Nicholas Feinberg edited this page Jun 6, 2023 · 18 revisions

Overview

DCSS Transmutations are both a spell school, a background, and a playstyle. The primary focus of all three is supporting unarmed combat via various 'forms', which meld armour in exchange.

The Good

There's quite a few things about transmutations that players enjoy:

  • Form-based gameplay is evocative (you're a shapeshifter!) and distinctive.
  • There isn't a lot of other support for unarmed combat, so players enjoy the opportunity transmutations provide to use it.
  • In the late game, transmutations can be very powerful, and players like powerful things.

The Bad

  • Playing a transmuter requires mindlessly re-casting the same form spell many, many times throughout a game. It's generally not an interesting tactical decision whether or not to be in a form, or which one to be in. Makework.
    • To make this somewhat worse, good play sometimes involves switching to +int/+wiz/enhancer items, casting the form spell, and then switching back... every time you cast your form.
  • It's quite hard to pivot either into or out of Transmutations based on found items, spells and gods. A fire elementalist can transition into another school; an axe-wielder can switch to maces. Transmuters, on the other hand, are generally forced to give up all of their skill training as a waste if they switch to weapons or conjurations. Likewise, the heavy skill investments in UC and Transmutations required to use forms make it hard to justify switching into Transmutation before the late game.
  • The itemization game is less exciting. Most weapons and armour are irrelevant to transmuters, especially later on, since forms meld them. This means there are fewer moments of excitement at upgrading your kit, and more irrelevant scrolls of enchant/brand weapon and enchant armour. (It's unfortunate in this respect that the 'no weapon' playstyle is the same as the 'reduced/no armour' playstyle.)

Approaches To Improvement

There are a few commonly discussed options for addressing the issues above.

Permaforms

The most seemingly straightforward approach is to make form spells permanent once cast, unless dispelled by an enemy or left via ability. (This addresses, specifically, the 're-casting' issue.)

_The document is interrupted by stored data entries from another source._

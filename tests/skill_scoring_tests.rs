mod test_utils;

use chrono::{Duration, TimeZone, Utc};
use rand::{seq::SliceRandom, Rng};
use test_utils::*;

use chosn_backend::{
    entities::github::ProjectComplexity,
    skill_scoring::{
        confidence, is_recent, proficiency_level, project_complexity, score_repositories, skills_for_language,
        top_validations, MAX_REPOSITORIES, MIN_CONFIDENCE,
    },
};

#[test]
fn single_recent_typescript_repository_scores_52() {
    let now = Utc.with_ymd_and_hms(2025, 6, 1, 12, 0, 0).unwrap();
    let repos = vec![repo("dashboard", Some("TypeScript"), 12_000, Some(now - Duration::days(1)))];

    let validations = score_repositories(&repos, now);

    assert_eq!(validations.len(), 2);
    // Equal confidence, so ordered by name.
    assert_eq!(validations[0].skill, "React");
    assert_eq!(validations[1].skill, "TypeScript");
    for v in &validations {
        assert_eq!(v.confidence, 52);
        assert_eq!(v.evidence.repositories, vec!["dashboard".to_string()]);
        assert_eq!(v.evidence.lines_of_code, 12_000);
        assert!(v.evidence.recent_usage);
        assert_eq!(v.evidence.project_complexity, ProjectComplexity::Intermediate);
    }
}

#[test]
fn complexity_thresholds_are_exclusive() {
    assert_eq!(project_complexity(0), ProjectComplexity::Basic);
    assert_eq!(project_complexity(10_000), ProjectComplexity::Basic);
    assert_eq!(project_complexity(10_001), ProjectComplexity::Intermediate);
    assert_eq!(project_complexity(50_000), ProjectComplexity::Intermediate);
    assert_eq!(project_complexity(50_001), ProjectComplexity::Advanced);
}

#[test]
fn recency_window_is_183_days() {
    let now = Utc::now();
    assert!(is_recent(Some(now - Duration::days(183)), now));
    assert!(!is_recent(Some(now - Duration::days(184)), now));
    assert!(!is_recent(None, now));
}

#[test]
fn confidence_is_capped_at_100() {
    assert_eq!(confidence(1, 0, false), 15);
    assert_eq!(confidence(2, 5_500, false), 36);
    assert_eq!(confidence(1, 1_000_000, true), 70);
    assert_eq!(confidence(10, 100_000, true), 100);
}

#[test]
fn low_confidence_skills_are_dropped() {
    let now = Utc::now();
    // 15 points for the repository and nothing else.
    let repos = vec![repo("old-script", Some("Go"), 0, Some(now - Duration::days(400)))];

    let validations = score_repositories(&repos, now);

    assert!(validations.is_empty());
    assert!(confidence(1, 0, false) < MIN_CONFIDENCE);
}

#[test]
fn empty_input_yields_no_validations() {
    assert!(score_repositories(&[], Utc::now()).is_empty());
}

#[test]
fn repositories_without_a_language_are_ignored() {
    let now = Utc::now();
    let repos = vec![
        repo("notes", None, 40_000, Some(now)),
        repo("blank", Some("  "), 40_000, Some(now)),
    ];

    assert!(score_repositories(&repos, now).is_empty());
}

#[test]
fn results_sorted_by_confidence_then_name() {
    let now = Utc::now();
    let repos = vec![
        repo("api", Some("Rust"), 20_000, Some(now)),
        repo("cli", Some("Rust"), 20_000, Some(now)),
        repo("site", Some("Python"), 20_000, Some(now)),
        repo("tool", Some("Go"), 20_000, Some(now)),
    ];

    let validations = score_repositories(&repos, now);
    let order: Vec<&str> = validations.iter().map(|v| v.skill.as_str()).collect();

    assert_eq!(order, vec!["Rust", "Go", "Python"]);
    assert!(validations.windows(2).all(|w| w[0].confidence >= w[1].confidence));
}

#[test]
fn scoring_is_deterministic() {
    let now = Utc::now();
    let repos = vec![
        repo("web", Some("JavaScript"), 8_000, Some(now - Duration::days(10))),
        repo("app", Some("Kotlin"), 60_000, Some(now - Duration::days(300))),
        repo("infra", Some("HCL"), 2_000, Some(now - Duration::days(2))),
    ];

    assert_eq!(score_repositories(&repos, now), score_repositories(&repos, now));
}

#[test]
fn only_first_fifty_repositories_count() {
    let now = Utc::now();
    let mut repos: Vec<_> = (0..MAX_REPOSITORIES)
        .map(|i| repo(&format!("go-{i}"), Some("Go"), 100, Some(now)))
        .collect();
    repos.push(repo("late-rust", Some("Rust"), 90_000, Some(now)));

    let validations = score_repositories(&repos, now);

    assert!(validations.iter().all(|v| v.skill != "Rust"));
    let go = validations.iter().find(|v| v.skill == "Go").unwrap();
    assert_eq!(go.evidence.repositories.len(), MAX_REPOSITORIES);
    assert_eq!(go.confidence, 100);
}

#[test]
fn unmapped_languages_map_to_themselves() {
    assert_eq!(skills_for_language("Elixir"), vec!["Elixir".to_string()]);
    assert_eq!(
        skills_for_language("JavaScript"),
        vec!["JavaScript".to_string(), "Node.js".to_string()]
    );
}

#[test]
fn shared_skills_accumulate_across_languages() {
    let now = Utc::now();
    let repos = vec![
        repo("widget", Some("Vue"), 3_000, Some(now)),
        repo("server", Some("JavaScript"), 4_000, Some(now)),
    ];

    let validations = score_repositories(&repos, now);
    let js = validations.iter().find(|v| v.skill == "JavaScript").unwrap();

    assert_eq!(js.evidence.repositories.len(), 2);
    assert_eq!(js.evidence.lines_of_code, 7_000);
    assert_eq!(js.confidence, 62);
}

#[test]
fn proficiency_level_follows_confidence() {
    assert_eq!(proficiency_level(0), 1);
    assert_eq!(proficiency_level(30), 2);
    assert_eq!(proficiency_level(52), 3);
    assert_eq!(proficiency_level(80), 4);
    assert_eq!(proficiency_level(81), 5);
    assert_eq!(proficiency_level(100), 5);
}

#[test]
fn top_validations_limits_without_reordering() {
    let now = Utc::now();
    let repos: Vec<_> = ["Rust", "Go", "Python", "Java"]
        .iter()
        .map(|lang| repo(lang, Some(lang), 20_000, Some(now)))
        .collect();
    let validations = score_repositories(&repos, now);

    let top = top_validations(&validations, 2);

    assert_eq!(top.len(), 2);
    assert_eq!(top, &validations[..2]);
    assert_eq!(top_validations(&validations, 50).len(), validations.len());
}

#[test]
fn huge_repository_sizes_saturate_instead_of_overflowing() {
    let now = Utc::now();
    let repos = vec![
        repo("a", Some("Rust"), u64::MAX, Some(now)),
        repo("b", Some("Rust"), 1, Some(now)),
    ];

    let validations = score_repositories(&repos, now);

    assert_eq!(validations.len(), 1);
    assert_eq!(validations[0].evidence.lines_of_code, u64::MAX);
    assert_eq!(validations[0].evidence.project_complexity, ProjectComplexity::Advanced);
    assert_eq!(validations[0].confidence, 85);
}

#[test]
fn confidence_never_drops_as_repositories_are_added() {
    for size in [0, 5_000, 30_000, 1_000_000] {
        for recent in [false, true] {
            for n in 1..=10 {
                assert!(
                    confidence(n + 1, size, recent) >= confidence(n, size, recent),
                    "n={n} size={size} recent={recent}"
                );
            }
        }
    }
}

#[test]
fn emitted_confidence_stays_within_bounds() {
    let languages = [Some("Rust"), Some("TypeScript"), Some("Go"), Some("JavaScript"), Some("Python"), None];
    let now = Utc::now();
    let mut rng = rand::thread_rng();

    for _ in 0..200 {
        let count = rng.gen_range(0..70);
        let repos: Vec<_> = (0..count)
            .map(|i| {
                let language = *languages.choose(&mut rng).unwrap();
                let size = rng.gen_range(0..200_000);
                let pushed_at = now - Duration::days(rng.gen_range(0..800));
                repo(&format!("repo-{}", i % 40), language, size, Some(pushed_at))
            })
            .collect();

        for v in score_repositories(&repos, now) {
            assert!((MIN_CONFIDENCE..=100).contains(&v.confidence), "{v:?}");
        }
    }
}

#[test]
fn repeated_repository_names_count_once_per_skill() {
    let now = Utc::now();
    let repos = vec![
        repo("service", Some("Rust"), 20_000, Some(now)),
        repo("service", Some("Rust"), 20_000, Some(now)),
    ];

    let validations = score_repositories(&repos, now);

    assert_eq!(validations[0].evidence.repositories.len(), 1);
    assert_eq!(validations[0].evidence.lines_of_code, 20_000);
    assert_eq!(validations[0].confidence, confidence(1, 20_000, true));
}

#[test]
fn evidence_serializes_with_camel_case_fields() {
    let now = Utc::now();
    let repos = vec![repo("dashboard", Some("Rust"), 12_000, Some(now))];

    let value = serde_json::to_value(&score_repositories(&repos, now)[0]).unwrap();

    assert_eq!(value["skill"], "Rust");
    assert_eq!(value["evidence"]["linesOfCode"], 12_000);
    assert_eq!(value["evidence"]["recentUsage"], true);
    assert_eq!(value["evidence"]["projectComplexity"], "intermediate");
    assert_eq!(value["evidence"]["repositories"][0], "dashboard");
}
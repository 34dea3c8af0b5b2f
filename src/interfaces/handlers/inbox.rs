use actix_web::{web, HttpResponse, Responder};
use serde::Deserialize;
use tracing::instrument;

use crate::{
    errors::AppError,
    use_cases::{extractors::AuthClaims, inbox::assemble_inbox},
    utils::valid_uuid::parse_entity_id,
    AppState,
};

#[derive(Debug, Deserialize)]
pub struct InboxQuery {
    pub conversation: Option<String>,
}

/// Normalized snapshot of the caller's conversations, matches and, when
/// `?conversation=` is given, that conversation's messages.
#[instrument(skip(claims, state, query))]
pub async fn get_inbox(
    claims: AuthClaims,
    state: web::Data<AppState>,
    query: web::Query<InboxQuery>,
) -> Result<impl Responder, AppError> {
    let user_id = claims.user_id()?;
    let active_id = query
        .conversation
        .as_deref()
        .map(|id| parse_entity_id("conversation", id))
        .transpose()?;

    let (conversations, matches) = tokio::try_join!(
        state.messaging_handler.list_conversations(&user_id),
        state.match_handler.list_matches(&user_id),
    )?;

    let active = match active_id {
        Some(id) => Some((id, state.messaging_handler.get_messages(&id, &user_id).await?)),
        None => None,
    };

    let inbox = assemble_inbox(conversations, matches, active);
    Ok(HttpResponse::Ok().json(serde_json::json!({
        "inbox": inbox,
        "total_unread": inbox.total_unread(),
    })))
}
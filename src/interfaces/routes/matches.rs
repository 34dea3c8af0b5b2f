use actix_web::web;

use crate::handlers::matches;

pub fn config_routes(cfg: &mut web::ServiceConfig) {
    cfg.service(
        web::scope("/matches")
            .service(
                web::resource("")
                    .route(web::get().to(matches::list_matches))
                    .route(web::post().to(matches::create_match)),
            )
            .service(web::resource("/{match_id}").route(web::get().to(matches::get_match)))
            .service(web::resource("/{match_id}/respond").route(web::post().to(matches::respond_to_match))),
    );
}
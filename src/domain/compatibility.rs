//! Compatibility between a position's required skills and a developer's
//! stored skills.

use crate::entities::skill::UserSkill;

const MAX_PROFICIENCY: f64 = 5.0;

/// Proficiency-weighted share of `required` skills the developer holds,
/// scaled to 0-100. Skill names are compared case-insensitively and verified
/// skills count in full while unverified ones count at most 80%.
pub fn compatibility_score(required: &[String], developer_skills: &[UserSkill]) -> i16 {
    let mut wanted: Vec<String> = required
        .iter()
        .map(|s| s.trim().to_lowercase())
        .filter(|s| !s.is_empty())
        .collect();
    wanted.sort();
    wanted.dedup();

    if wanted.is_empty() {
        return 0;
    }

    let earned: f64 = wanted
        .iter()
        .filter_map(|name| {
            developer_skills
                .iter()
                .filter(|s| s.name.to_lowercase() == *name)
                .map(skill_weight)
                .reduce(f64::max)
        })
        .sum();

    ((earned / wanted.len() as f64) * 100.0).round().clamp(0.0, 100.0) as i16
}

fn skill_weight(skill: &UserSkill) -> f64 {
    let level = f64::from(skill.proficiency_level.clamp(1, 5)) / MAX_PROFICIENCY;
    if skill.verified { level } else { level.min(0.8) }
}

This makes the 'spell success' stat even less relevant than it is for form spells at present, since players can re-cast until they get a success and then keep that result indefinitely. To solve this, the usual suggestion is to 'reserve' mp while the form is active, reducing max MP by an amount related to the spell fail %.

This approach has two major issues. First, it redefines 'spell success' to mean something that has nothing to do with success and works differently from every other spell. This is complex and unintuitive, which isn't great for players.

Secondly, the MP reduction tends to be irrelevant for many characters. For much of the game, most melee-focused characters don't really care whether they have 5 MP or 30. This implies the need for a whole ecosystem of other effects to draw transmuters into caring about MP, like other 'permabuffs' that similarly reduce max MP, or other tactically useful spells like Manifold Assault or Vhi's Electric Charge. This is a large design ask.

For both of these reasons (especially the first), I'm disinclined to pursue this approach. It does seem like it could work in some version of Crawl, but it feels like a kludge rather than something that fits naturally into Crawl's spell system.

Tactical Forms

Crawl spells work best when they are tactically situational. If a spell is just always the right button to press, or if it's good to cast outside combat, then it becomes makework. If, on the other hand, the player finds themself weighing options ("well, Conjure Ball Lightning would be too loud here, so I'll cast Borgnjor's Vile Clutch instead...), then the game becomes dynamic and exciting.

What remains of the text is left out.